A atual crise não é mais que a culminação deste processo. Cujas causas o debate terá de aprofundar. Sem dúvida, o crescimento eleitoral do partido contribuiu para ele. O que atraiu grande número de aderentes, sem perfil ideológico, mas com ambições políticas. É possível que tenhamos mantido o eleitorado de esquerda em virtude de nosso passado, somando a ele o de centro (de direita e de esquerda) pela atenuação de nossa posições tradicionais. Esta fórmula nos trouxe vitórias eleitorais e grande expansão do aparelho e dos cofres partidários, obtida (confessadamente) por métodos "heterodoxos".
Seria um erro supor que toda esta mudança tenha sido obra dum punhado de dirigentes, que se envolveram diretamente em práticas ilegais e imorais. Este erro torna-se visível tão logo se tenta responder a pergunta: e agora, o que fazer? Basta punir e eventualmente excluir os culpados? Ou devemos desprofissionalizar o partido e suas campanhas, abrindo espaço, em todas as instâncias, para os militantes que não vivem da política e reduzindo os orçamentos das campanhas ao valor das contribuições dos filiados?

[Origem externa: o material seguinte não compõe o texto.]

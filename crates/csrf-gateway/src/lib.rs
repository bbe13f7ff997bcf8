//! Reverse proxy that guards an application against cross-site request forgery.
//!
//! The gateway answers token issuance (`GET /api/csrf-token`) and the diagnostic
//! check (`/api/csrf/validate`) itself. Every other request is classified, and
//! protected mutating requests must echo the issued token in `x-csrf-token` before
//! they are forwarded upstream.

pub mod configuration;
pub mod endpoints;
pub mod gateway;
pub mod guard;
pub mod metric;
pub mod server;
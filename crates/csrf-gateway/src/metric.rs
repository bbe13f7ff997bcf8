use std::collections::HashMap;
use std::sync::Mutex;
use std::time::{Duration, SystemTime};

use crate::guard::Admission;

/// What the gateway did with a request.
#[derive(Debug, Clone, Copy, PartialEq, Eq, Hash)]
pub enum Outcome {
    Issued,
    IssuanceFailed,
    MethodNotAllowed,
    Validated,
    Forwarded,
    MissingToken,
    InvalidToken,
}

impl Outcome {
    pub fn as_str(self) -> &'static str {
        match self {
            Outcome::Issued => "issued",
            Outcome::IssuanceFailed => "issuance_failed",
            Outcome::MethodNotAllowed => "method_not_allowed",
            Outcome::Validated => "validated",
            Outcome::Forwarded => "forwarded",
            Outcome::MissingToken => "missing_token",
            Outcome::InvalidToken => "invalid_token",
        }
    }
}

impl From<Admission> for Outcome {
    fn from(admission: Admission) -> Self {
        match admission {
            Admission::Exempt | Admission::Verified => Outcome::Forwarded,
            Admission::MissingToken => Outcome::MissingToken,
            Admission::InvalidToken => Outcome::InvalidToken,
        }
    }
}

type StatusCounts = HashMap<u16, u64>;

/// Minute buckets older than this are dropped.
pub const RETENTION_MINUTES: u64 = 24 * 60;

/// In-memory per-minute status counts keyed by gateway outcome, kept for the
/// last [`RETENTION_MINUTES`].
#[derive(Default)]
pub struct Metrics {
    counts: Mutex<HashMap<Outcome, HashMap<u64, StatusCounts>>>,
}

impl Metrics {
    pub fn new() -> Self {
        Self::default()
    }

    /// Record an outcome and the status sent downstream.
    pub fn record(&self, outcome: Outcome, status: u16) {
        self.record_at(outcome, status, SystemTime::now());
    }

    /// Record an outcome at a provided time (useful for tests).
    pub fn record_at(&self, outcome: Outcome, status: u16, at: SystemTime) {
        let minute = Self::minute_bucket(at);
        let mut guard = self.counts.lock().expect("metrics store poisoned");
        let per_minute = guard.entry(outcome).or_default();
        // Prune once per new bucket rather than on every request.
        if !per_minute.contains_key(&minute) {
            per_minute.retain(|bucket, _| bucket + RETENTION_MINUTES > minute);
        }
        *per_minute
            .entry(minute)
            .or_default()
            .entry(status)
            .or_insert(0) += 1;
    }

    /// Per-minute status counts for one outcome. Empty when nothing was recorded.
    pub fn snapshot(&self, outcome: Outcome) -> HashMap<u64, StatusCounts> {
        self.counts
            .lock()
            .expect("metrics store poisoned")
            .get(&outcome)
            .cloned()
            .unwrap_or_default()
    }

    /// Total occurrences of an outcome across all minutes and statuses.
    pub fn total(&self, outcome: Outcome) -> u64 {
        self.snapshot(outcome)
            .values()
            .flat_map(|per_status| per_status.values())
            .sum()
    }

    /// Requests stopped before reaching the upstream for lack of a valid token.
    pub fn rejections(&self) -> u64 {
        self.total(Outcome::MissingToken) + self.total(Outcome::InvalidToken)
    }

    fn minute_bucket(at: SystemTime) -> u64 {
        at.duration_since(SystemTime::UNIX_EPOCH)
            .unwrap_or(Duration::ZERO)
            .as_secs()
            / 60
    }
}
use axum::extract::Path;
use axum::http::{Method, StatusCode};
use axum::{Json, Router, routing};
use clap::Parser;
use serde_json::{Value, json};
use tokio::net::TcpListener;

/// Stand-in for the protected application: echoes every request it receives.
#[derive(Parser, Debug)]
#[command(name = "upstream", long_about = None)]
struct Args {
    #[arg(short, long, default_value_t = 9001)]
    port: u16,

    #[arg(short, long, default_value = "127.0.0.1")]
    ip: String,
}

#[tokio::main]
async fn main() {
    let args = Args::parse();
    println!("{:?}", args);

    let listener = TcpListener::bind(format!("{}:{}", args.ip, args.port))
        .await
        .unwrap();
    let app = Router::new().route("/{*path}", routing::any(handler));
    axum::serve(listener, app).await.unwrap();
}

async fn handler(method: Method, Path(path): Path<String>) -> (StatusCode, Json<Value>) {
    let status = if method == Method::POST {
        StatusCode::CREATED
    } else {
        StatusCode::OK
    };
    (status, Json(json!({ "method": method.as_str(), "path": format!("/{path}") })))
}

É evidente que a segunda opção exigirá sacrifícios, sobretudo dos dirigentes profissionais e dos que dispõem de mandatos eleitorais, pois ela implica em perda de votos, sobretudo do eleitorado despolitizado, mobilizado pela nossa propaganda milionária. O PT diminuirá de estatura mas recuperará identidade e efetividade política. O papel mais importante que desempenhamos neste quarto de século foi o de educar politicamente parte dos cidadãos, introduzindo na cultura democrática brasileira a exigência da luta contra a pobreza extrema e suas seqüelas: trabalho escravo e infantil; condições infames de vida, banalização da criminalidade violenta etc.
Trata-se de recuperar o jeito do PT, o que é bem expresso na fórmula de ´refundar´ o PT. Não acredito que isto seja regredir a um estágio ´infantil´ do petismo, para relembrar um célebre título de Lênin. Para mim, ao menos, o que deve nos guiar nesta tarefa não é a saudade dum PT mais puro e autêntico mas a procura inteligente do limite a partir do qual os meios não são mais justificados pelos fins, mas passam a ser obstáculos à realização dos mesmos.
A iniciativa da Fundação Perseu Abramo de criar esta tribuna de debate é de fundamental importância, pois o que mais precisamos é desabafar e ao mesmo tempo propor saídas que nos pareçam efetivas para o que todos nós almejamos: um país mais desenvolvido, mais democrático e que assegure a inclusão social e econômica a todos que aqui vivem.
* Artigo publicado originalmente na página eletrônica Teoria e Debate Urgente, da Fundação Perseu Abramo.